**Your instructions:**
Write out each line of the entries below that holds the word "report".

Stored data entries
● ● ●

//! ITE 829x keyboard backlight CLI tool
//!
//! Commands are taken from the command line first, then read line by line
//! from STDIN (or a file) until the input ends or a command fails.

use std::fs::File;
use std::io::{self, BufReader};
use std::process;

use clap::builder::EnumValueParser;
use clap::{
    crate_description, crate_name, crate_version, Arg, ArgAction, ArgMatches, Command, ValueEnum,
};
use hidapi::{HidApi, HidDevice};
use log::{debug, info};

use crate::command::Dispatch;
use crate::controller::HidController;
use crate::error::{Error, Result};
use crate::ite_829x::Ite829x;

mod command;
mod controller;
mod error;
mod ite_829x;

/// Exit code when no supported keyboard could be opened.
const EXIT_NO_KEYBOARD: i32 = 2;

/// Exit code when the HID library is unusable.
const EXIT_HID_FAILURE: i32 = 4;

/// Supported keyboard controllers.
#[derive(ValueEnum, PartialEq, Eq, Debug, Copy, Clone)]
enum Keyboard {
    #[value(name = "ite829x")]
    Ite829x,
}

impl Keyboard {
    /// Get the controller for a keyboard.
    fn controller(&self) -> Box<dyn HidController> {
        match self {
            Self::Ite829x => Box::new(Ite829x),
        }
    }
}

fn main() {
    env_logger::Builder::from_env(env_logger::Env::default().default_filter_or("warn")).init();

    let matches = cli().get_matches();
    process::exit(run(&matches));
}

/// Open the keyboard, run all commands and close it again.
fn run(matches: &ArgMatches) -> i32 {
    let api = match HidApi::new() {
        Ok(api) => api,
        Err(err) => {
            eprintln!("\x1b[31mError:\x1b[0m unable to access HID: {err}");
            return EXIT_HID_FAILURE;
        },
    };

    let forced = matches.get_one::<Keyboard>("keyboard").copied();
    let (keyboard, device) = match open_keyboard(&api, forced) {
        Ok(opened) => opened,
        Err(err) => {
            eprintln!("\x1b[31mError:\x1b[0m {err}");
            return EXIT_NO_KEYBOARD;
        },
    };

    info!("opened {:?} keyboard", keyboard);

    let mut commands = keyboard.controller().command_table(device);
    let result = process_commands(commands.as_mut(), matches);
    commands.close();

    match result {
        Ok(()) => 0,
        Err(err) => {
            debug!("command failed with status {}", err.status());
            eprintln!("\x1b[31mError:\x1b[0m {err}");
            if let Error::UnknownCommand(_) = err {
                eprintln!("Available commands: {}", commands.command_names().join(", "));
            }
            err.exit_code()
        },
    }
}

/// Open the requested keyboard, or the first supported one present.
fn open_keyboard(
    api: &HidApi,
    forced: Option<Keyboard>,
) -> std::result::Result<(Keyboard, HidDevice), String> {
    let candidates = match forced {
        Some(keyboard) => vec![keyboard],
        None => Keyboard::value_variants().to_vec(),
    };

    for keyboard in &candidates {
        let controller = keyboard.controller();
        let (vid, pid) = (controller.vendor_id(), controller.product_id());

        let present = api
            .device_list()
            .any(|info| info.vendor_id() == vid && info.product_id() == pid);
        if !present && forced.is_none() {
            debug!("no {:?} keyboard [{:04x}:{:04x}]", keyboard, vid, pid);
            continue;
        }

        return match api.open(vid, pid) {
            Ok(device) => Ok((*keyboard, device)),
            Err(err) => Err(format!(
                "unable to open keyboard [{vid:04x}:{pid:04x}]: {err} (root permissions required)"
            )),
        };
    }

    Err(String::from("no supported keyboard found"))
}

/// Run the command line command, then every command from the input.
fn process_commands(commands: &mut dyn Dispatch, matches: &ArgMatches) -> Result<()> {
    let arguments: Vec<&str> = matches
        .get_many::<String>("command")
        .map(|values| values.map(String::as_str).collect())
        .unwrap_or_default();

    if !arguments.is_empty() {
        commands.dispatch_vector(&arguments)?;
    }

    if matches.get_flag("no-input") {
        return Ok(());
    }

    match matches.get_one::<String>("input").map(String::as_str) {
        None | Some("-") => commands.dispatch_stream(&mut io::stdin().lock()),
        Some(path) => {
            let file = File::open(path)?;
            commands.dispatch_stream(&mut BufReader::new(file))
        },
    }
}

/// Get clap CLI parameters.
fn cli() -> Command {
    Command::new(crate_name!())
        .version(crate_version!())
        .about(crate_description!())
        .arg(
            Arg::new("keyboard")
                .help("Keyboard controller, detected automatically by default")
                .long("keyboard")
                .short('k')
                .ignore_case(true)
                .value_parser(EnumValueParser::<Keyboard>::new()),
        )
        .arg(
            Arg::new("input")
                .help("Read further commands from a file ['-' for STDIN]")
                .long("input")
                .short('i')
                .value_name("FILE")
                .conflicts_with("no-input"),
        )
        .arg(
            Arg::new("no-input")
                .help("Only run the command given on the command line")
                .long("no-input")
                .short('n')
                .action(ArgAction::SetTrue),
        )
        .arg(
            Arg::new("command")
                .help("Command and its parameters, e.g. `brightness 10` or `led 5 255 0 128`")
                .num_args(1..)
                .trailing_var_arg(true)
                .allow_hyphen_values(true),
        )
}
//! Command status codes.

use std::io;

use thiserror::Error;

pub type Result<T> = std::result::Result<T, Error>;

/// Failure status of a dispatched command.
#[derive(Error, Debug)]
pub enum Error {
    /// The device rejected a feature report.
    #[error("could not send feature report: {0}")]
    Transmission(String),

    /// The handler requires more parameters than were given.
    #[error("incorrect number of parameters for {command}: expected at least {expected}, got {actual}")]
    ArgumentCount { command: &'static str, expected: usize, actual: usize },

    /// The keyboard handle is absent or already closed.
    #[error("no open keyboard device")]
    NoDevice,

    /// Storage for the command tokens could not be reserved.
    #[error("memory allocation error")]
    OutOfMemory,

    /// No command with this name exists in the table.
    #[error("unknown command: {0:?}")]
    UnknownCommand(String),

    /// A parameter was present but is not part of the protocol.
    #[error("unknown {kind}: {value}")]
    UnknownValue { kind: &'static str, value: i32 },

    /// Commands could not be read from the input stream.
    #[error("unable to read commands: {0}")]
    Input(#[from] io::Error),
}

impl Error {
    /// Numeric status, in increasing order of severity.
    pub fn status(&self) -> u8 {
        match self {
            Self::Transmission(_) => 1,
            Self::ArgumentCount { .. } => 2,
            Self::NoDevice => 3,
            Self::OutOfMemory => 4,
            Self::UnknownCommand(_) => 5,
            Self::UnknownValue { .. } => 6,
            Self::Input(_) => 7,
        }
    }

    /// Process exit code for this status.
    pub fn exit_code(&self) -> i32 {
        match self {
            Self::Transmission(_) => 1,
            Self::ArgumentCount { .. } | Self::UnknownCommand(_) | Self::UnknownValue { .. } => 3,
            Self::NoDevice | Self::OutOfMemory => 4,
            Self::Input(_) => 5,
        }
    }
}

● ● ●

**Problem solution:**
    /// The device rejected a feature report.
    #[error("could not send feature report: {0}")]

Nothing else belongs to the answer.